• [Task details]: Repeat the data exactly as it stands.

Top of Material for this task

//! Provider evaluator: weighted multi-factor scoring of candidates.
//!
//! Each candidate gets four independent sub-scores in [0,1]:
//!
//! | factor        | source                                                     |
//! |---------------|------------------------------------------------------------|
//! | performance   | windowed latency, success rate and throughput; else record |
//! | compatibility | interface overlap with the request plus allow-list match   |
//! | stability     | windowed uptime (or record rating), floored below minimum  |
//! | load          | free share of the provider's concurrency ceiling           |
//!
//! The composite is the weighted sum of the four. Evaluation is a pure
//! function of the candidates, the request and the statistics the caller
//! fetched beforehand.

use std::cmp::Ordering;
use std::collections::HashMap;

use serde::{Deserialize, Serialize};

use crate::capabilities::{CapabilityRequest, ProviderRecord};
use crate::config::ScoringConfig;
use crate::store::ProviderStats;

const INTERFACE_SHARE: f64 = 0.7;
const CONSUMER_SHARE: f64 = 0.3;
const FAILURE_PENALTY: f64 = 0.05;
const MAX_FAILURE_PENALTY: f64 = 0.5;

/// A provider with its sub-scores and composite score.
#[derive(Debug, Clone, PartialEq, Serialize, Deserialize)]
pub struct ScoredCandidate {
    pub provider: ProviderRecord,
    pub performance_score: f64,
    pub compatibility_score: f64,
    pub stability_score: f64,
    pub load_score: f64,
    pub composite_score: f64,
}

/// Data fetched by the caller before evaluation.
#[derive(Debug, Clone, Default)]
pub struct EvaluationContext {
    /// Windowed statistics keyed by provider id.
    pub stats: HashMap<String, ProviderStats>,
    /// Current in-flight invocations keyed by provider id.
    pub in_flight: HashMap<String, u32>,
    pub load_balancing: bool,
}

/// Scores candidates against a request.
#[derive(Debug, Clone)]
pub struct ProviderEvaluator {
    config: ScoringConfig,
}

impl ProviderEvaluator {
    pub fn new(config: ScoringConfig) -> Self {
        Self { config }
    }

    pub fn config(&self) -> &ScoringConfig {
        &self.config
    }

    /// Score and rank `candidates`, best first.
    ///
    /// Ties on composite score go to the higher stability score, then to the
    /// lexicographically smaller primary file, then to the smaller id.
    pub fn evaluate(
        &self,
        candidates: &[ProviderRecord],
        request: &CapabilityRequest,
        context: &EvaluationContext,
    ) -> Vec<ScoredCandidate> {
        let mut scored: Vec<ScoredCandidate> = candidates
            .iter()
            .map(|provider| self.score(provider, request, context))
            .collect();
        scored.sort_by(rank_order);
        scored
    }

    fn score(
        &self,
        provider: &ProviderRecord,
        request: &CapabilityRequest,
        context: &EvaluationContext,
    ) -> ScoredCandidate {
        let stats = context.stats.get(&provider.id).filter(|s| s.sample_count > 0);

        let performance_score = clamp01(self.performance(provider, stats));
        let compatibility_score = clamp01(compatibility(provider, request));
        let stability_score = clamp01(self.stability(provider, stats));
        let load_score = if context.load_balancing {
            clamp01(self.load(provider, context.in_flight.get(&provider.id).copied().unwrap_or(0)))
        } else {
            1.0
        };

        let w = &self.config.weights;
        let composite_score = clamp01(
            w.performance * performance_score
                + w.compatibility * compatibility_score
                + w.stability * stability_score
                + w.load * load_score,
        );

        ScoredCandidate {
            provider: provider.clone(),
            performance_score,
            compatibility_score,
            stability_score,
            load_score,
            composite_score,
        }
    }

    fn performance(&self, provider: &ProviderRecord, stats: Option<&ProviderStats>) -> f64 {
        match stats {
            Some(stats) => {
                let latency = clamp01(1.0 - stats.avg_latency_ms / self.config.target_response_ms);
                let throughput =
                    clamp01(stats.throughput_per_min / self.config.target_throughput_per_min);
                0.4 * latency + 0.4 * clamp01(stats.success_rate) + 0.2 * throughput
            }
            None => provider.performance_score,
        }
    }

    fn stability(&self, provider: &ProviderRecord, stats: Option<&ProviderStats>) -> f64 {
        let (uptime, failures) = match stats {
            Some(stats) => (stats.uptime, stats.consecutive_failures),
            None => (provider.stability_rating, 0),
        };
        let min = self.config.min_uptime;
        let base = if uptime >= min {
            uptime
        } else {
            let floor = min - self.config.uptime_falloff;
            min * clamp01((uptime - floor) / self.config.uptime_falloff)
        };
        let penalty = (failures as f64 * FAILURE_PENALTY).min(MAX_FAILURE_PENALTY);
        base * (1.0 - penalty)
    }

    fn load(&self, provider: &ProviderRecord, in_flight: u32) -> f64 {
        let capacity = provider
            .max_concurrency
            .unwrap_or(self.config.default_capacity)
            .max(1);
        1.0 - in_flight as f64 / capacity as f64
    }
}

fn compatibility(provider: &ProviderRecord, request: &CapabilityRequest) -> f64 {
    let interface = request
        .requirements
        .interface_spec
        .as_ref()
        .map_or(1.0, |required| provider.interface_spec.overlap_with(required));
    let consumer = if provider.admits(&request.consumer) { 1.0 } else { 0.0 };
    INTERFACE_SHARE * interface + CONSUMER_SHARE * consumer
}

fn clamp01(value: f64) -> f64 {
    if value.is_nan() {
        0.0
    } else {
        value.clamp(0.0, 1.0)
    }
}

/// Best-first ordering used by evaluation and selection.
pub fn rank_order(a: &ScoredCandidate, b: &ScoredCandidate) -> Ordering {
    b.composite_score
        .total_cmp(&a.composite_score)
        .then_with(|| b.stability_score.total_cmp(&a.stability_score))
        .then_with(|| a.provider.primary_file().cmp(b.provider.primary_file()))
        .then_with(|| a.provider.id.cmp(&b.provider.id))
}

Bottom of Material for this task

• [Exercise solution]:
//! Provider evaluator: weighted multi-factor scoring of candidates.
//!
//! Each candidate gets four independent sub-scores in [0,1]:
//!
//! | factor        | source                                                     |
//! |---------------|------------------------------------------------------------|
//! | performance   | windowed latency, success rate and throughput; else record |
//! | compatibility | interface overlap with the request plus allow-list match   |
//! | stability     | windowed uptime (or record rating), floored below minimum  |
//! | load          | free share of the provider's concurrency ceiling           |
//!
//! The composite is the weighted sum of the four. Evaluation is a pure
//! function of the candidates, the request and the statistics the caller
//! fetched beforehand.

use std::cmp::Ordering;
use std::collections::HashMap;

use serde::{Deserialize, Serialize};

use crate::capabilities::{CapabilityRequest, ProviderRecord};
use crate::config::ScoringConfig;
use crate::store::ProviderStats;

const INTERFACE_SHARE: f64 = 0.7;
const CONSUMER_SHARE: f64 = 0.3;
const FAILURE_PENALTY: f64 = 0.05;
const MAX_FAILURE_PENALTY: f64 = 0.5;

/// A provider with its sub-scores and composite score.
#[derive(Debug, Clone, PartialEq, Serialize, Deserialize)]
pub struct ScoredCandidate {
    pub provider: ProviderRecord,
    pub performance_score: f64,
    pub compatibility_score: f64,
    pub stability_score: f64,
    pub load_score: f64,
    pub composite_score: f64,
}

/// Data fetched by the caller before evaluation.
#[derive(Debug, Clone, Default)]
pub struct EvaluationContext {
    /// Windowed statistics keyed by provider id.
    pub stats: HashMap<String, ProviderStats>,
    /// Current in-flight invocations keyed by provider id.
    pub in_flight: HashMap<String, u32>,
    pub load_balancing: bool,
}

/// Scores candidates against a request.
#[derive(Debug, Clone)]
pub struct ProviderEvaluator {
    config: ScoringConfig,
}

impl ProviderEvaluator {
    pub fn new(config: ScoringConfig) -> Self {
        Self { config }
    }

    pub fn config(&self) -> &ScoringConfig {
        &self.config
    }

    /// Score and rank `candidates`, best first.
    ///
    /// Ties on composite score go to the higher stability score, then to the
    /// lexicographically smaller primary file, then to the smaller id.
    pub fn evaluate(
        &self,
        candidates: &[ProviderRecord],
        request: &CapabilityRequest,
        context: &EvaluationContext,
    ) -> Vec<ScoredCandidate> {
        let mut scored: Vec<ScoredCandidate> = candidates
            .iter()
            .map(|provider| self.score(provider, request, context))
            .collect();
        scored.sort_by(rank_order);
        scored
    }

    fn score(
        &self,
        provider: &ProviderRecord,
        request: &CapabilityRequest,
        context: &EvaluationContext,
    ) -> ScoredCandidate {
        let stats = context.stats.get(&provider.id).filter(|s| s.sample_count > 0);

        let performance_score = clamp01(self.performance(provider, stats));
        let compatibility_score = clamp01(compatibility(provider, request));
        let stability_score = clamp01(self.stability(provider, stats));
        let load_score = if context.load_balancing {
            clamp01(self.load(provider, context.in_flight.get(&provider.id).copied().unwrap_or(0)))
        } else {
            1.0
        };

        let w = &self.config.weights;
        let composite_score = clamp01(
            w.performance * performance_score
                + w.compatibility * compatibility_score
                + w.stability * stability_score
                + w.load * load_score,
        );

        ScoredCandidate {
            provider: provider.clone(),
            performance_score,
            compatibility_score,
            stability_score,
            load_score,
            composite_score,
        }
    }

    fn performance(&self, provider: &ProviderRecord, stats: Option<&ProviderStats>) -> f64 {
        match stats {
            Some(stats) => {
                let latency = clamp01(1.0 - stats.avg_latency_ms / self.config.target_response_ms);
                let throughput =
                    clamp01(stats.throughput_per_min / self.config.target_throughput_per_min);
                0.4 * latency + 0.4 * clamp01(stats.success_rate) + 0.2 * throughput
            }
            None => provider.performance_score,
        }
    }

    fn stability(&self, provider: &ProviderRecord, stats: Option<&ProviderStats>) -> f64 {
        let (uptime, failures) = match stats {
            Some(stats) => (stats.uptime, stats.consecutive_failures),
            None => (provider.stability_rating, 0),
        };
        let min = self.config.min_uptime;
        let base = if uptime >= min {
            uptime
        } else {
            let floor = min - self.config.uptime_falloff;
            min * clamp01((uptime - floor) / self.config.uptime_falloff)
        };
        let penalty = (failures as f64 * FAILURE_PENALTY).min(MAX_FAILURE_PENALTY);
        base * (1.0 - penalty)
    }

    fn load(&self, provider: &ProviderRecord, in_flight: u32) -> f64 {
        let capacity = provider
            .max_concurrency
            .unwrap_or(self.config.default_capacity)
            .max(1);
        1.0 - in_flight as f64 / capacity as f64
    }
}

fn compatibility(provider: &ProviderRecord, request: &CapabilityRequest) -> f64 {
    let interface = request
        .requirements
        .interface_spec
        .as_ref()
        .map_or(1.0, |required| provider.interface_spec.overlap_with(required));
    let consumer = if provider.admits(&request.consumer) { 1.0 } else { 0.0 };
    INTERFACE_SHARE * interface + CONSUMER_SHARE * consumer
}

fn clamp01(value: f64) -> f64 {
    if value.is_nan() {
        0.0
    } else {
        value.clamp(0.0, 1.0)
    }
}

/// Best-first ordering used by evaluation and selection.
pub fn rank_order(a: &ScoredCandidate, b: &ScoredCandidate) -> Ordering {
    b.composite_score
        .total_cmp(&a.composite_score)
        .then_with(|| b.stability_score.total_cmp(&a.stability_score))
        .then_with(|| a.provider.primary_file().cmp(b.provider.primary_file()))
        .then_with(|| a.provider.id.cmp(&b.provider.id))
}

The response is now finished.